Entretenir l’attention pendant le reste de la campagne sera plus difficile si Pauline Marois ne réserve aucune surprise. Et si elle dévoile des engagements qui ne sont pas dans sa plate-forme, la question de l’improvisation sera inévitable: «Pourquoi ne pas l’avoir écrit dans votre document?» demanderont les journalistes.

Ceci dit, il manque encore le cadre financier des promesses contenues dans la plate-forme et certains points vont nécessiter davantage de détails. Ça va prendre des chiffres pour donner de la crédibilité au document. Au PQ, on doit se raccrocher à ça pour maintenir un peu le suspense dans les 30 prochains jours.

Si c’était uniquement pour détourner l’attention de l’entrée en scène de Jacques Duchesneau, le pari est très risqué. Une campagne électorale, ce n’est pas un sprint, c’est un marathon. Il faut tenir la distance.

AJOUT: Au PQ, on m’a certifié en fin de journée que cette stratégie est normale et prévue depuis longtemps. Chacun des engagements dévoilés aujourd’hui sera expliqué plus longuement à chaque arrêt de la campagne. «On va avoir des choses à dire, on va décliner les thèmes», souligne une source. Le cadre financier sera rendu public plus tard dans la campagne.

N’empêche, voilà du contenu à débattre. Le PQ souhaite probablement amener les autres partis sur son terrain.

La plate-forme tourne autour de trois axes: «s’affirmer, s’enrichir et s’entraider». Voici quelques points intéressants, nouveaux, différents ou qui peuvent provoquer un peu de houle en campagne. (Liste non exhaustive).

– Pauline Marois a dit que tous les souverainistes souhaitent un référendum dans un premier mandat, sans toutefois en promettre un. Elle a dans son équipe des candidats de gros calibres pour qui c’est un volet important du programme péquiste (voir le billet du chroniqueur du Soleil, Gilbert Lavoie, qui parlait de Jean-François Lisée, Pierre Duchesne et Bernard Drainville comme des «trois faucons».)

Dans la plate-forme, à peine quelques lignes touchent la souveraineté du Québec. On peut lire: «Réaliser la souveraineté du Québec à la suite d’une consultation de la population par référendum tenu au moment qu’il jugera approprié.»

– Limiterait à deux le nombre de mandats consécutifs du premier ministre et limiterait à trois le nombre de mandats consécutifs des maires des municipalités de plus de 5000 habitants.

– Permettrait la tenue de référendums d’initiative populaire à la demande d’au moins 15% des électeurs, et ce, dans le respect de la Charte des droits et libertés de la personne, de la future charte de la laïcité et de la future constitution du Québec. Toutes les questions fiscales seraient exclues de ce droit d’initiative.

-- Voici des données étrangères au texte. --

use std::collections::BTreeMap;

use catalog_core::{PriceQuote, PriceUpdate};
use catalog_prices::PriceMap;
use serde::{Deserialize, Serialize};

use crate::{Catalog, ServiceError};

/// Body of a single price write. Replaces the stored fact entirely.
#[derive(Debug, Clone, PartialEq, Deserialize)]
pub struct SetPrice {
    pub price: f64,
    #[serde(default)]
    pub old_price: Option<f64>,
    #[serde(default)]
    pub currency: Option<String>,
    #[serde(default = "tracked_by_default", alias = "is_parse")]
    pub is_tracked: bool,
}

#[derive(Debug, Clone, Default, PartialEq, Serialize)]
pub struct PriceLoadReport {
    pub copied: usize,
    pub skipped: Vec<String>,
}

fn tracked_by_default() -> bool {
    true
}

impl Catalog {
    /// # Errors
    ///
    /// Returns a price store error.
    pub async fn get_price(&self, sku: &str) -> Result<Option<PriceQuote>, ServiceError> {
        Ok(self.prices.get(sku).await?)
    }

    /// # Errors
    ///
    /// Returns a price store error.
    pub async fn list_prices(&self) -> Result<BTreeMap<String, PriceQuote>, ServiceError> {
        Ok(self.prices.get_all().await?)
    }

    /// # Errors
    ///
    /// Returns a price store error.
    pub async fn list_tracked(&self) -> Result<Vec<String>, ServiceError> {
        Ok(self.prices.list_tracked().await?)
    }

    /// Stores a price for an existing product. No product row is touched.
    ///
    /// # Errors
    ///
    /// [`ServiceError::NotFound`] for an unknown SKU,
    /// [`ServiceError::Validation`] for a rejected amount.
    pub async fn set_price(&self, sku: &str, body: SetPrice) -> Result<PriceQuote, ServiceError> {
        self.require_product(sku).await?;
        let quote = self
            .prices
            .set(
                sku,
                body.price,
                body.old_price,
                body.currency.as_deref(),
                body.is_tracked,
            )
            .await?;
        Ok(quote)
    }

    /// Applies many updates in one store write. Each SKU must name an
    /// existing product; otherwise nothing is written.
    ///
    /// # Errors
    ///
    /// [`ServiceError::Validation`] listing unknown SKUs or a rejected amount.
    pub async fn bulk_set_prices(
        &self,
        updates: &BTreeMap<String, PriceUpdate>,
    ) -> Result<usize, ServiceError> {
        let unknown = self.unknown_skus(updates.keys().cloned().collect()).await?;
        if !unknown.is_empty() {
            return Err(ServiceError::Validation(format!(
                "unknown skus: {}",
                unknown.join(", ")
            )));
        }
        let count = self.prices.bulk_set(updates).await?;
        tracing::info!(count, "prices updated");
        Ok(count)
    }

    /// # Errors
    ///
    /// [`ServiceError::NotFound`] when the SKU has no stored price.
    pub async fn delete_price(&self, sku: &str) -> Result<(), ServiceError> {
        if self.prices.delete(sku).await? {
            Ok(())
        } else {
            Err(ServiceError::NotFound(format!("price for '{sku}'")))
        }
    }

    /// Copies stored facts from another price source, such as a JSON file
    /// being moved into the redb backend. Facts for SKUs with no product
    /// are skipped and returned in [`PriceLoadReport::skipped`].
    ///
    /// # Errors
    ///
    /// Returns a database or price store error.
    pub async fn load_price_facts(&self, facts: PriceMap) -> Result<PriceLoadReport, ServiceError> {
        let skipped = self.unknown_skus(facts.keys().cloned().collect()).await?;
        let known: PriceMap = facts
            .into_iter()
            .filter(|(sku, _)| !skipped.contains(sku))
            .collect();
        let copied = known.len();
        if copied > 0 {
            self.prices.modify(|prices| prices.extend(known)).await?;
        }
        if !skipped.is_empty() {
            tracing::warn!(skipped = skipped.len(), "price facts without a product were not loaded");
        }
        tracing::info!(copied, "price facts loaded");
        Ok(PriceLoadReport { copied, skipped })
    }

    async fn require_product(&self, sku: &str) -> Result<(), ServiceError> {
        catalog_db::get_product_by_sku(&self.pool, sku)
            .await?
            .map(|_| ())
            .ok_or_else(|| ServiceError::product_not_found(sku))
    }

    /// SKUs from `skus` with no product row, in input order.
    pub(crate) async fn unknown_skus(&self, skus: Vec<String>) -> Result<Vec<String>, ServiceError> {
        if skus.is_empty() {
            return Ok(Vec::new());
        }
        let known: std::collections::HashSet<String> =
            catalog_db::list_products_by_skus(&self.pool, &skus)
                .await?
                .into_iter()
                .map(|row| row.sku)
                .collect();
        Ok(skus.into_iter().filter(|sku| !known.contains(sku)).collect())
    }
}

Élargirait la portée de la Charte de la langue française dans toutes les entreprises de plus de 10 employés et appliquerait aux cégeps et aux écoles de formation professionnelle ainsi qu’à l’éducation des adultes les mêmes dispositions de la Charte de la langue française appliquées aux écoles primaires et secondaires.

Abrogerait la loi sur les écoles passerelles.

– Donnerait à télé-Québec les ressources nécessaires pour mettre en place une mission d’information régionale et nationale afin d’assurer la diversité de l’information dans les régions du Québec.

– Exigerait du gouvernement fédéral le rapatriement de la part québécoise du budget de l’Agence canadienne de coopération internationale. Jeterait les bases d’une future agence québécoise de coopération et de solidarité internationale.

– Instaurerait une redevance minière minimale de 5 % sur la valeur brute de production.

Introduirait une taxation du surprofit de 30 % de sorte que lorsque les minières font des profits au-delà de ce qui est la norme, une part de 30% de ces profits supplémentaires revienne aux Québécois.

– Mettrait en place un régime de redevances sur les hydrocarbures permettant de récupérer plus de 50% du profit avant impôt.

S’assurerait que les projets de production d’énergie éolienne soient contrôlés par l’État québécois, des coopératives ou des communautés locales.

– Procéderait au déclassement de la centrale nucléaire gentilly-2 et mettrait en place un fonds de diversification économique de 200 millions de dollars pour le Centre-du-Québec et la Mauricie.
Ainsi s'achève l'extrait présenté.